▶ _ACTIVITY_
Find every line in the records below that holds the word "core", and copy each one.

▶ _Collected data entries_
◇ ◇ ◇

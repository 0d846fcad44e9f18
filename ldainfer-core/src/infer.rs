//! One inference session: a loaded dictionary and model, reused by every
//! `predict` call until the session is cleared.

use std::panic;
use std::path::Path;
use std::process;
use std::sync::{mpsc, Barrier};
use std::thread;
use std::time::Instant;

use tracing::{debug, error, info};

use crate::alias::AliasTable;
use crate::block::{BlockBuffer, DataBlock, DocTopicCounter};
use crate::encoder::CorpusEncoder;
use crate::error::{InferError, Result};
use crate::inferer::{Inferer, SamplerParams, Shard, WorkerTask};
use crate::meta::{LocalVocab, Meta};
use crate::model::TopicModel;
use crate::prng::Pcg32;
use crate::stream::DocumentStore;
use crate::types::*;

#[derive(Clone, Debug)]
pub struct InferOptions {
    pub num_vocabs: usize,
    pub num_topics: usize,
    pub num_iterations: usize,
    pub num_local_workers: usize,
    pub num_blocks: usize,
    pub max_doc_length: usize,
    pub mh_steps: usize,
    pub alpha: f64,
    pub beta: f64,
    pub slice_token_budget: usize,
    pub warm_start: bool,
    pub seed: u64,
}

impl Default for InferOptions {
    fn default() -> Self {
        InferOptions {
            num_vocabs: 0, // must be set by the caller
            num_topics: DEFAULT_NUM_TOPICS,
            num_iterations: DEFAULT_NUM_ITERATIONS,
            num_local_workers: 1,
            num_blocks: 1,
            max_doc_length: MAX_DOC_LENGTH,
            mh_steps: DEFAULT_MH_STEPS,
            alpha: DEFAULT_ALPHA,
            beta: DEFAULT_BETA,
            slice_token_budget: DEFAULT_SLICE_TOKEN_BUDGET,
            warm_start: false,
            seed: 1,
        }
    }
}

impl InferOptions {
    pub fn validate(&self) -> Result<()> {
        let positive = [
            ("num_vocabs", self.num_vocabs),
            ("num_topics", self.num_topics),
            ("num_local_workers", self.num_local_workers),
            ("num_blocks", self.num_blocks),
            ("max_doc_length", self.max_doc_length),
            ("slice_token_budget", self.slice_token_budget),
        ];
        for (name, v) in positive {
            if v == 0 {
                return Err(InferError::InvalidOptions(format!("{name} must be positive")));
            }
        }
        if self.num_vocabs > i32::MAX as usize || self.num_topics > i32::MAX as usize {
            return Err(InferError::InvalidOptions("num_vocabs and num_topics must fit in i32".into()));
        }
        for (name, v) in [("alpha", self.alpha), ("beta", self.beta)] {
            if !(v.is_finite() && v > 0.0) {
                return Err(InferError::InvalidOptions(format!("{name} must be a positive number, got {v}")));
            }
        }
        Ok(())
    }

    fn sampler_params(&self) -> SamplerParams {
        SamplerParams {
            num_topics: self.num_topics,
            num_vocabs: self.num_vocabs,
            mh_steps: self.mh_steps,
            alpha: self.alpha,
            beta: self.beta,
        }
    }
}

/// Where the session is within a `predict` call.
#[derive(Clone, Copy, Debug, PartialEq, Eq)]
pub enum Phase {
    Uninitialized,
    Encoded,
    DocumentsInitialized,
    Running,
    Aggregated,
    Done,
}

pub struct InferenceSession {
    opts: InferOptions,
    encoder: CorpusEncoder,
    model: TopicModel,
    meta: Meta,
    rng: Pcg32,
    phase: Phase,
}

impl InferenceSession {
    /// Loads `word_id.dict` and `server_0_table_0.model` from `input_dir`.
    pub fn init(input_dir: &Path, opts: InferOptions) -> Result<Self> {
        opts.validate()?;
        let encoder =
            CorpusEncoder::from_dir(input_dir, opts.num_vocabs, opts.num_topics, opts.max_doc_length)?;
        Self::with_encoder(encoder, opts)
    }

    pub fn with_encoder(encoder: CorpusEncoder, opts: InferOptions) -> Result<Self> {
        opts.validate()?;
        if encoder.num_vocabs() != opts.num_vocabs
            || encoder.num_topics() != opts.num_topics
            || encoder.max_doc_length() != opts.max_doc_length
        {
            return Err(InferError::InvalidOptions(format!(
                "encoder built for {} words / {} topics / {} tokens, options say {} / {} / {}",
                encoder.num_vocabs(),
                encoder.num_topics(),
                encoder.max_doc_length(),
                opts.num_vocabs,
                opts.num_topics,
                opts.max_doc_length
            )));
        }
        let model = TopicModel::from_encoder(&encoder);
        Ok(InferenceSession {
            rng: Pcg32::new(opts.seed, 54),
            opts,
            encoder,
            model,
            meta: Meta::default(),
            phase: Phase::Uninitialized,
        })
    }

    pub fn options(&self) -> &InferOptions {
        &self.opts
    }

    pub fn encoder(&self) -> &CorpusEncoder {
        &self.encoder
    }

    pub fn phase(&self) -> Phase {
        self.phase
    }

    fn enter(&mut self, phase: Phase) {
        debug!(from = ?self.phase, to = ?phase, "phase transition");
        self.phase = phase;
    }

    /// Topic histogram of one document as `(topic, count)` pairs, ascending
    /// by topic.
    pub fn predict<S: AsRef<str>>(&mut self, tokens: &[S]) -> Result<Vec<(TopicId, i32)>> {
        let docs = self.predict_batch(std::slice::from_ref(&tokens))?;
        Ok(docs.into_iter().flatten().collect())
    }

    /// One histogram per input document, in input order.
    pub fn predict_batch<D, S>(&mut self, docs: &[D]) -> Result<Vec<DocTopics>>
    where
        D: AsRef<[S]>,
        S: AsRef<str>,
    {
        let start = Instant::now();
        let mut store = self.encode_batch(docs)?;
        self.enter(Phase::Encoded);

        self.meta.init(store.vocabs().to_vec(), self.opts.slice_token_budget);
        self.model.init(&self.encoder, &self.meta);

        let mut init_rng = self.rng.split();
        let worker_rngs: Vec<Pcg32> = (0..self.opts.num_local_workers).map(|_| self.rng.split()).collect();

        let result = self.run(&mut store, &mut init_rng, worker_rngs);

        self.model.clear_table();
        self.meta.clear();
        let topics = result?;
        self.enter(Phase::Done);
        debug!(docs = docs.len(), elapsed_ms = start.elapsed().as_millis() as u64, "predict finished");
        Ok(topics)
    }

    fn run(&mut self, store: &mut DocumentStore, init_rng: &mut Pcg32, worker_rngs: Vec<Pcg32>) -> Result<Vec<DocTopics>> {
        self.init_documents(store, init_rng)?;
        self.enter(Phase::DocumentsInitialized);

        let alias = AliasTable::build(&self.model, self.opts.beta);
        self.enter(Phase::Running);
        self.inference(store, &alias, worker_rngs)?;
        drop(alias);

        let topics = self.dump_doc_topic(store)?;
        self.enter(Phase::Aggregated);
        Ok(topics)
    }

    /// Encodes `docs` into `num_blocks` contiguous blocks, each with the
    /// merged vocabulary of its documents.
    pub fn encode_batch<D, S>(&mut self, docs: &[D]) -> Result<DocumentStore>
    where
        D: AsRef<[S]>,
        S: AsRef<str>,
    {
        let num_blocks = self.opts.num_blocks;
        let per_block = docs.len().div_ceil(num_blocks).max(1);
        let mut blocks = Vec::with_capacity(num_blocks);
        let mut vocabs = Vec::with_capacity(num_blocks);
        let mut doc_vocabs: Vec<LocalVocab> = Vec::new();
        for b in 0..num_blocks {
            let lo = (b * per_block).min(docs.len());
            let hi = ((b + 1) * per_block).min(docs.len());
            let mut buf = BlockBuffer::new();
            doc_vocabs.clear();
            for doc in &docs[lo..hi] {
                self.encoder.encode(doc.as_ref());
                buf.push_doc(self.encoder.doc_buf());
                doc_vocabs.push(self.encoder.vocab().clone());
            }
            vocabs.push(LocalVocab::merge(&doc_vocabs));
            blocks.push(buf);
        }
        DocumentStore::new(blocks, vocabs)
    }

    /// Assigns an initial topic to every token, slice by slice.
    fn init_documents(&self, store: &mut DocumentStore, rng: &mut Pcg32) -> Result<()> {
        for block in 0..store.num_blocks() {
            let mut data = store.load(block)?;
            let vocab = self.meta.local_vocab(block);
            for slice in 0..vocab.num_slice() {
                let last_word = vocab.last_word(slice);
                for doc in data.documents_mut() {
                    if slice == 0 {
                        *doc.cursor_mut() = 0;
                    }
                    let mut cursor = doc.cursor();
                    while cursor < doc.size() && doc.word(cursor) <= last_word {
                        let topic = if self.opts.warm_start {
                            self.encoder.dominant_topic(doc.word(cursor))
                        } else {
                            rng.rand_k(self.opts.num_topics) as TopicId
                        };
                        doc.set_topic(cursor, topic);
                        cursor += 1;
                    }
                    *doc.cursor_mut() = cursor;
                }
            }
            store.unload(data)?;
        }
        Ok(())
    }

    /// Runs `num_local_workers` threads over every block. Each block is dealt
    /// round-robin to the workers, swept `num_iterations` times in lockstep,
    /// and collected back before the next block is loaded.
    fn inference(&self, store: &mut DocumentStore, alias: &AliasTable, worker_rngs: Vec<Pcg32>) -> Result<()> {
        let n = self.opts.num_local_workers;
        let num_iterations = self.opts.num_iterations;
        let params = self.opts.sampler_params();
        let barrier = Barrier::new(n);

        thread::scope(|scope| {
            let (done_tx, done_rx) = mpsc::channel::<Shard>();
            let mut senders = Vec::with_capacity(n);
            for (id, rng) in worker_rngs.into_iter().enumerate() {
                let (tx, rx) = mpsc::channel::<Shard>();
                senders.push(tx);
                let done_tx = done_tx.clone();
                let task = WorkerTask {
                    id,
                    alias,
                    model: &self.model,
                    meta: &self.meta,
                    barrier: &barrier,
                    rng,
                    params,
                };
                scope.spawn(move || {
                    let work = panic::AssertUnwindSafe(move || {
                        let mut inferer = Inferer::new(task);
                        for shard in rx {
                            let shard = inferer.run_block(shard, num_iterations);
                            if done_tx.send(shard).is_err() {
                                break;
                            }
                        }
                    });
                    // siblings would wait on the barrier forever
                    if panic::catch_unwind(work).is_err() {
                        error!(worker = id, "sampling invariant violated, aborting");
                        process::abort();
                    }
                });
            }
            drop(done_tx);

            for block in 0..store.num_blocks() {
                let data = store.load(block)?;
                for (tx, docs) in senders.iter().zip(data.into_shards(n)) {
                    if tx.send(Shard { block, docs }).is_err() {
                        panic!("inference worker exited before block {block}");
                    }
                }
                let shards: Vec<_> = (0..n)
                    .map(|_| match done_rx.recv() {
                        Ok(shard) => shard.docs,
                        Err(_) => panic!("inference worker died while holding block {block}"),
                    })
                    .collect();
                store.unload(DataBlock::from_shards(block, shards))?;
                debug!(block, iterations = num_iterations, workers = n, "block inferred");
            }
            Ok(())
        })
    }

    /// Per-document histograms, block order then document order.
    fn dump_doc_topic(&self, store: &mut DocumentStore) -> Result<Vec<DocTopics>> {
        let mut out = Vec::new();
        let mut counter = DocTopicCounter::default();
        for block in 0..store.num_blocks() {
            let data = store.load(block)?;
            for doc in data.documents() {
                counter.clear();
                doc.doc_topic_vector(&mut counter);
                out.push(counter.to_sorted());
            }
            store.unload(data)?;
        }
        Ok(out)
    }

    /// Releases the dictionary and model.
    pub fn clear(self) {
        info!(words = self.encoder.dictionary_len(), "inference session cleared");
    }
}
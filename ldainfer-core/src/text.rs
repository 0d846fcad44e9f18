use std::fs;
use std::path::Path;

use crate::error::{InferError, Result};
use crate::types::DocTopics;

pub fn read_file(path: &Path) -> Result<String> {
    fs::read_to_string(path).map_err(|e| InferError::io(path, e))
}

/// Strips trailing spaces and `\r`, then splits on `sep` keeping empty fields.
pub fn split_fields(line: &str, sep: char) -> Vec<&str> {
    let line = line.trim_end_matches([' ', '\r']);
    if line.is_empty() {
        return Vec::new();
    }
    line.split(sep).collect()
}

/// Tokens of one space-separated document line.
pub fn line_tokens(line: &str) -> Vec<String> {
    split_fields(line, ' ')
        .into_iter()
        .filter(|t| !t.is_empty())
        .map(str::to_string)
        .collect()
}

/// One document per line; blank lines become empty documents so output stays line-aligned.
pub fn parse_documents(s: &str) -> Vec<Vec<String>> {
    s.lines().map(line_tokens).collect()
}

// One line per document: "topic:count topic:count ..."
pub fn write_doc_topics(docs: &[DocTopics]) -> String {
    let mut out = String::new();
    for doc in docs {
        let mut first = true;
        for &(topic, count) in doc {
            if first {
                out.push_str(&format!("{topic}:{count}"));
                first = false;
            } else {
                out.push_str(&format!(" {topic}:{count}"));
            }
        }
        out.push('\n');
    }
    out
}

#[cfg(test)]
mod tests {
    use super::*;

    #[test]
    fn split_fields_trims_trailing_space_and_cr() {
        assert_eq!(split_fields("0\tapple\t5 \r", '\t'), vec!["0", "apple", "5"]);
        assert_eq!(split_fields("a  b", ' '), vec!["a", "", "b"]);
        assert!(split_fields(" \r", ' ').is_empty());
    }

    #[test]
    fn line_tokens_drops_empty_fields() {
        assert_eq!(line_tokens("a  b c\r"), vec!["a", "b", "c"]);
    }

    #[test]
    fn parse_documents_keeps_blank_lines() {
        let docs = parse_documents("a b\n\nc\n");
        assert_eq!(docs.len(), 3);
        assert!(docs[1].is_empty());
        assert_eq!(docs[2], vec!["c"]);
    }

    #[test]
    fn doc_topics_are_written_one_line_each() {
        let out = write_doc_topics(&[vec![(0, 2), (3, 1)], vec![], vec![(7, 4)]]);
        assert_eq!(out, "0:2 3:1\n\n7:4\n");
    }
}
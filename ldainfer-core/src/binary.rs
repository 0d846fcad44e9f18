//! Block and vocabulary dump format. All integers little-endian.
//!
//! ```text
//! block file:  i64 doc_count
//!              i64 offsets[doc_count + 1]     (in i32 units into the buffer)
//!              i32 buffer[offsets[doc_count]] (per doc: cursor, w0, t0, w1, t1, ...)
//!
//! vocab file:  i32 vocab_size
//!              i32 word_ids[vocab_size]
//!              i32 global_tf[vocab_size]
//!              i32 local_tf[vocab_size]
//! ```

use std::io::{self, Read, Write};

use crate::meta::LocalVocab;

fn invalid(msg: impl Into<String>) -> io::Error {
    io::Error::new(io::ErrorKind::InvalidData, msg.into())
}

fn read_i64<R: Read>(r: &mut R) -> io::Result<i64> {
    let mut b = [0u8; 8];
    r.read_exact(&mut b)?;
    Ok(i64::from_le_bytes(b))
}

fn read_i32<R: Read>(r: &mut R) -> io::Result<i32> {
    let mut b = [0u8; 4];
    r.read_exact(&mut b)?;
    Ok(i32::from_le_bytes(b))
}

// Grows as data arrives so a lying header fails at EOF instead of allocating.
fn read_i32s<R: Read>(r: &mut R, n: usize) -> io::Result<Vec<i32>> {
    let mut out = Vec::with_capacity(n.min(1 << 16));
    for _ in 0..n {
        out.push(read_i32(r)?);
    }
    Ok(out)
}

fn write_i32s<W: Write>(w: &mut W, xs: &[i32]) -> io::Result<()> {
    for x in xs {
        w.write_all(&x.to_le_bytes())?;
    }
    Ok(())
}

pub fn write_block<W: Write>(w: &mut W, offsets: &[i64], buf: &[i32]) -> io::Result<()> {
    let doc_count = offsets.len().saturating_sub(1) as i64;
    w.write_all(&doc_count.to_le_bytes())?;
    for off in offsets {
        w.write_all(&off.to_le_bytes())?;
    }
    write_i32s(w, buf)?;
    w.flush()
}

/// Returns `(offsets, buffer)`. Offsets must start at 0 and never decrease.
pub fn read_block<R: Read>(r: &mut R) -> io::Result<(Vec<i64>, Vec<i32>)> {
    let doc_count = read_i64(r)?;
    if doc_count < 0 {
        return Err(invalid(format!("negative document count {doc_count}")));
    }
    let mut offsets = Vec::with_capacity((doc_count as usize + 1).min(1 << 16));
    for _ in 0..=doc_count {
        offsets.push(read_i64(r)?);
    }
    if offsets[0] != 0 {
        return Err(invalid(format!("first offset is {}, expected 0", offsets[0])));
    }
    if offsets.windows(2).any(|o| o[1] < o[0]) {
        return Err(invalid("offsets decrease"));
    }
    let len = offsets[doc_count as usize];
    let buf = read_i32s(r, len as usize)?;
    Ok((offsets, buf))
}

pub fn write_vocab<W: Write>(w: &mut W, vocab: &LocalVocab) -> io::Result<()> {
    w.write_all(&(vocab.len() as i32).to_le_bytes())?;
    write_i32s(w, vocab.words())?;
    write_i32s(w, vocab.global_tf())?;
    write_i32s(w, vocab.local_tf())?;
    w.flush()
}

pub fn read_vocab<R: Read>(r: &mut R) -> io::Result<LocalVocab> {
    let size = read_i32(r)?;
    if size < 0 {
        return Err(invalid(format!("negative vocabulary size {size}")));
    }
    let n = size as usize;
    let words = read_i32s(r, n)?;
    let global_tf = read_i32s(r, n)?;
    let local_tf = read_i32s(r, n)?;
    LocalVocab::from_parts(words, global_tf, local_tf).map_err(|e| invalid(e.to_string()))
}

◇ ◇ ◇

▶ _RESPONSE AREA_
filename ldainfer-core/src/infer.rs
filename ldainfer-core/src/text.rs
filename ldainfer-core/src/binary.rs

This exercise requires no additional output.